┌────────

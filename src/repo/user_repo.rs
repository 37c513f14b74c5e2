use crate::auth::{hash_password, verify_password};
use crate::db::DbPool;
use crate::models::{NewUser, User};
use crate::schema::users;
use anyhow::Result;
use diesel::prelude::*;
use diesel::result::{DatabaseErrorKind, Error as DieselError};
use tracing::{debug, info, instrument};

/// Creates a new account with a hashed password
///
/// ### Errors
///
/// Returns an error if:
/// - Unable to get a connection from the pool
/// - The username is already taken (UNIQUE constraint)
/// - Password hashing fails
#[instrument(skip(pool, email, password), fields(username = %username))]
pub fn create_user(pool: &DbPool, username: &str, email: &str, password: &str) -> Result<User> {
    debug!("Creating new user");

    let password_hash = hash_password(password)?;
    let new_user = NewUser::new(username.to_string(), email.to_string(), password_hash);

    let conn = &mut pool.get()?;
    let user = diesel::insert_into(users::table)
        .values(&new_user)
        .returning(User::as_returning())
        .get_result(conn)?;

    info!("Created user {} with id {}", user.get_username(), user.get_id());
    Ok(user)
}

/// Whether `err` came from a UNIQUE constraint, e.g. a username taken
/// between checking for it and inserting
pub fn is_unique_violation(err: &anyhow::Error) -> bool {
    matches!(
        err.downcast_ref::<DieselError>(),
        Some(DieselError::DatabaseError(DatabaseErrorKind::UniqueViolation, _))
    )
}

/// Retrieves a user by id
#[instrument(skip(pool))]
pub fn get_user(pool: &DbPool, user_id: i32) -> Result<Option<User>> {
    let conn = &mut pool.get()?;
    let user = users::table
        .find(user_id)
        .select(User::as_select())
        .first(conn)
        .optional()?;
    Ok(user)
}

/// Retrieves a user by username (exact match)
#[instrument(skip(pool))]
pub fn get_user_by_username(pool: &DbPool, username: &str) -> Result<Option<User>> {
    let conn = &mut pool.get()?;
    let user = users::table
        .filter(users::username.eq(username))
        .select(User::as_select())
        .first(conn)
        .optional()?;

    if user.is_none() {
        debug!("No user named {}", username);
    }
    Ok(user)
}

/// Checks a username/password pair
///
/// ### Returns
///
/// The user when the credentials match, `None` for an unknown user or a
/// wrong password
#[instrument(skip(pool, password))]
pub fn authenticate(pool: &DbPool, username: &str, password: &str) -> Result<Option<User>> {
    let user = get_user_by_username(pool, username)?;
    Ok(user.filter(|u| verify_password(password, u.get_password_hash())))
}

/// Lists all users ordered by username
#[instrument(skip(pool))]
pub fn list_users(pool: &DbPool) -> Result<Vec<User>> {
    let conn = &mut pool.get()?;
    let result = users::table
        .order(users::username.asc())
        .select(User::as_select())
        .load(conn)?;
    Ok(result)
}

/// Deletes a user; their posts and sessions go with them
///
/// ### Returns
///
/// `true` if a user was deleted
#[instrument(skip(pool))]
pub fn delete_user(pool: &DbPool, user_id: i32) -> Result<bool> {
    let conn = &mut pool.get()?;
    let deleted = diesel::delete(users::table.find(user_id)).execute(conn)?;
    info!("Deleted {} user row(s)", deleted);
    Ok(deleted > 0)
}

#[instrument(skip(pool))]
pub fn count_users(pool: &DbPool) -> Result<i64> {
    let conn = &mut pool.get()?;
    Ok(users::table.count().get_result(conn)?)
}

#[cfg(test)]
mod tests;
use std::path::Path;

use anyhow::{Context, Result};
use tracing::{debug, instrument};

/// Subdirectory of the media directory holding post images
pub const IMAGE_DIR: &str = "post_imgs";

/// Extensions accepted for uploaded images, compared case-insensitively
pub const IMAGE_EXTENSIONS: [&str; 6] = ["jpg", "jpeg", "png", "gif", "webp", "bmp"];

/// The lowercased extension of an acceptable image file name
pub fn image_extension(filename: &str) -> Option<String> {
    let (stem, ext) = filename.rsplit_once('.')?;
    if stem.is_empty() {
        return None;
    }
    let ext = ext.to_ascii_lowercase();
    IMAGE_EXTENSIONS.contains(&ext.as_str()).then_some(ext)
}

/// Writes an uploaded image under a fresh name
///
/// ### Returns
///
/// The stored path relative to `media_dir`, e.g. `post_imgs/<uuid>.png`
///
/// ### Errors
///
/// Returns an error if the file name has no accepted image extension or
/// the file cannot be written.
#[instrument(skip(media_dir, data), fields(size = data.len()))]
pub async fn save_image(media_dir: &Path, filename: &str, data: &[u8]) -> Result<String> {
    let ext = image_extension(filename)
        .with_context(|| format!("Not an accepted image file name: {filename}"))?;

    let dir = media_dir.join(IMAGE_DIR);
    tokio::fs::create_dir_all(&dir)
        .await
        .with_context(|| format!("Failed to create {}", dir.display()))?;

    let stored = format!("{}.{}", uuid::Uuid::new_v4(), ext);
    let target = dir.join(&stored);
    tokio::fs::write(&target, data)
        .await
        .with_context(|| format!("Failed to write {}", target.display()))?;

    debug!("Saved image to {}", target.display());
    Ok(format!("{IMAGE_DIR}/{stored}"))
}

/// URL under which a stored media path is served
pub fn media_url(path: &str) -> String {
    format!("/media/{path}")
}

└────────
┌────────

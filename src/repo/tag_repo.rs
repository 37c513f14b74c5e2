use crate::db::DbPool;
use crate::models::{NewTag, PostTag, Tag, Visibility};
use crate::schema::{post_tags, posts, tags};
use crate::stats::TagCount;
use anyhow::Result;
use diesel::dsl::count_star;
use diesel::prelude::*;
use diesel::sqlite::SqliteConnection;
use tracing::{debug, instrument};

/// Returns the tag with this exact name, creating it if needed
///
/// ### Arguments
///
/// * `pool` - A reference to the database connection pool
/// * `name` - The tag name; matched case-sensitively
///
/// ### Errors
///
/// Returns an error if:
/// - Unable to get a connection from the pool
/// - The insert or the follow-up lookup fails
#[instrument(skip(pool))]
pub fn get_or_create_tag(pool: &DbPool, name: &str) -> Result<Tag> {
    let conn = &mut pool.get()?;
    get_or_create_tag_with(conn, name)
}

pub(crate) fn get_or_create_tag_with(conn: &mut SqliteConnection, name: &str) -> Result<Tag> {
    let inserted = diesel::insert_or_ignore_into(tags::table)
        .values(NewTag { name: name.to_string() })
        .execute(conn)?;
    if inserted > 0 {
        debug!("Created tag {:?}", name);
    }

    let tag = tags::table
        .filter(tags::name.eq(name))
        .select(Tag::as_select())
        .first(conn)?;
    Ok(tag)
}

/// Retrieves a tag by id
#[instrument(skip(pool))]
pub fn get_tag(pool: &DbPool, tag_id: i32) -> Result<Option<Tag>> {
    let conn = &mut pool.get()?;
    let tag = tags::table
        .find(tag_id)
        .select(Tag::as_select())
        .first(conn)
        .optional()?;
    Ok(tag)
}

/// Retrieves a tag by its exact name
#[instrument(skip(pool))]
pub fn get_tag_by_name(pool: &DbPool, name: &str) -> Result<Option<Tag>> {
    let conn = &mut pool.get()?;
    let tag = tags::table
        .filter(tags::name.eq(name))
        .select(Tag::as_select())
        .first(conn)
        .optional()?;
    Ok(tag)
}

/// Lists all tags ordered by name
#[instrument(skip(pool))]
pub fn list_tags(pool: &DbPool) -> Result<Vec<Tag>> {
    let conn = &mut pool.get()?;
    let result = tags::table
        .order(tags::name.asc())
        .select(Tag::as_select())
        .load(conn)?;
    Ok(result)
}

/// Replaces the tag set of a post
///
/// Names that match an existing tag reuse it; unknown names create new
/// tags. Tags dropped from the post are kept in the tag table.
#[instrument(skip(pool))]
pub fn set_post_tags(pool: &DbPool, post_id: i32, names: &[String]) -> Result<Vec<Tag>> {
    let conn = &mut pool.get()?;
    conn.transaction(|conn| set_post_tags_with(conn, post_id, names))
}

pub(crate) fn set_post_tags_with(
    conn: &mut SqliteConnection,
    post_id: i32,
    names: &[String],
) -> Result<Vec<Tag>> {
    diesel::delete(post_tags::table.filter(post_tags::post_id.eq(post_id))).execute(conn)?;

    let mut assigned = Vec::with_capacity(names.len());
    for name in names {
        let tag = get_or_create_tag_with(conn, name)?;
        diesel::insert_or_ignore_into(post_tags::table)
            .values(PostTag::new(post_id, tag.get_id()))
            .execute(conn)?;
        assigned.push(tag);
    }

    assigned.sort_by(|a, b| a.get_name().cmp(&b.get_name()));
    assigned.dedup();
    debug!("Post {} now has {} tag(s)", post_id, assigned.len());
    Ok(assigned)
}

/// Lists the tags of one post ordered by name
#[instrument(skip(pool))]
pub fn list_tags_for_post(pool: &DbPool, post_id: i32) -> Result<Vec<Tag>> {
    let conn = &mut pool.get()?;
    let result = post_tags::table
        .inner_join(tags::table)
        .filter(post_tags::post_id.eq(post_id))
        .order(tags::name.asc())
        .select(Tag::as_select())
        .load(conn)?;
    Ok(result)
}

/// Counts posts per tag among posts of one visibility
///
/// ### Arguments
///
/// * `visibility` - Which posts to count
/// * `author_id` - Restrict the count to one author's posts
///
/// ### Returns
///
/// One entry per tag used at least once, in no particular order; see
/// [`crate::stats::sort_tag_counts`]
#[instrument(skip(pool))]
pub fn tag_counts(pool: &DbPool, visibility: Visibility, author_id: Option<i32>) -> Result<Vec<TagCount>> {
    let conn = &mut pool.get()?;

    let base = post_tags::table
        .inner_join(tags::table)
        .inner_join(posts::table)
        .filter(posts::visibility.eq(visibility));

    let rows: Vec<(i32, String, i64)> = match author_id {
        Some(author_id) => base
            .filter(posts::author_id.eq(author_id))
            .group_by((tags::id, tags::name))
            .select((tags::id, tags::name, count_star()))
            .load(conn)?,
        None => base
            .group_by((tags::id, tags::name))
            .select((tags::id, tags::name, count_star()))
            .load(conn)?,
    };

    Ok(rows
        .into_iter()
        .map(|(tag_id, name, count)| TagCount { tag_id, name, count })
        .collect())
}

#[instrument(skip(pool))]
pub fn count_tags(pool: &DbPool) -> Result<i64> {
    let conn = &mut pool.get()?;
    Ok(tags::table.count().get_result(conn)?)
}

└────────

Lines of the data above that include the string "stored" must each be copied.

/// The stored path relative to `media_dir`, e.g. `post_imgs/<uuid>.png`
    let stored = format!("{}.{}", uuid::Uuid::new_v4(), ext);
    let target = dir.join(&stored);
    Ok(format!("{IMAGE_DIR}/{stored}"))
/// URL under which a stored media path is served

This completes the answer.